We have established a journal article mark-up pipeline that links GENETICS journal articles and the model organism database (MOD) WormBase. This pipeline uses a lexicon built with entities from the database as a first step. The entity markup pipeline results in links from over nine classes of objects including genes, proteins, alleles, phenotypes and anatomical terms. New entities and ambiguities are discovered and resolved by a database curator through a manual quality control (QC) step, along with help from authors via a web form that is provided to them by the journal. New entities discovered through this pipeline are immediately sent to an appropriate curator at the database. Ambiguous entities that do not automatically resolve to one link are resolved by hand ensuring an accurate link. This pipeline has been extended to other databases, namely Saccharomyces Genome Database (SGD) and FlyBase, and has been implemented in marking up a paper with links to multiple databases.

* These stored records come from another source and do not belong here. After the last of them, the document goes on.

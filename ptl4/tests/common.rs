//! Shared helpers for the integration tests.

use std::sync::Arc;
use std::time::{Duration, Instant};

use ptl4::{
    Error, Event, EventKind, EqHandle, Ni, NiConfig, NiOptions, ProcessId, Sge, SoftFabric,
};

/// A registered memory region kept alive for the test's duration.
pub struct Region {
    pub mem: Box<[u8]>,
    pub cookie: u32,
}

impl Region {
    pub fn new(ni: &Ni, len: usize) -> Region {
        let mut mem = vec![0u8; len].into_boxed_slice();
        let cookie = unsafe { ni.register_region(mem.as_mut_ptr(), len) };
        Region { mem, cookie }
    }

    pub fn sge(&self) -> Sge {
        Sge {
            cookie: self.cookie,
            offset: 0,
            len: self.mem.len() as u64,
        }
    }
}

/// Bring up a physical interface on the fabric.
pub fn phys_ni(fabric: &Arc<SoftFabric>, nid: u32, pid: u32, matching: bool) -> Ni {
    let _ = env_logger::builder().is_test(true).try_init();
    let options = if matching {
        NiOptions::MATCHING
    } else {
        NiOptions::empty()
    };
    Ni::init(NiConfig::new(
        fabric.clone(),
        ProcessId::new(nid, pid),
        options,
    ))
    .expect("ni init")
}

/// Wait until an event of `kind` shows up, skipping others.
pub fn wait_kind(ni: &Ni, eq: EqHandle, kind: EventKind) -> Event {
    let deadline = Instant::now() + Duration::from_secs(5);
    loop {
        match ni.eq_wait_timeout(eq, Duration::from_millis(100)) {
            Ok(ev) if ev.kind == kind => return ev,
            Ok(_) => continue,
            Err(Error::EqEmpty) | Err(Error::EqDropped) => {
                if Instant::now() > deadline {
                    panic!("timed out waiting for {:?}", kind);
                }
            }
            Err(e) => panic!("eq error while waiting for {:?}: {}", kind, e),
        }
    }
}

/// Fill a buffer with a deterministic pattern.
pub fn fill_pattern(buf: &mut [u8], seed: u8) {
    for (i, b) in buf.iter_mut().enumerate() {
        *b = seed.wrapping_add(i as u8).wrapping_mul(31);
    }
}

Our semi-automated pipeline hyperlinks articles published in GENETICS to model organism databases such as WormBase. Our pipeline results in interactive articles that are data rich with high accuracy. The use of a manual quality control step sets this pipeline apart from other hyperlinking tools and results in benefits to authors, journals, readers and databases.
The development of linking tools using automatic entity recognition is an active area of research. One such recent tool is Reflect. Reflect identifies and highlights gene names, protein names and small molecules. When a user clicks on a highlighted entity in a Reflect-processed article, a pop-up window displays relevant information about the entity mined from a core source of databases. Reflect can be invoked from within a web browser by the use of a browser plug-in making this hyperlinking tool quite portable, and as a fully automated hyperlinking tool, it is fast. However, the downside of being fully automated is that it might lack accuracy and depth.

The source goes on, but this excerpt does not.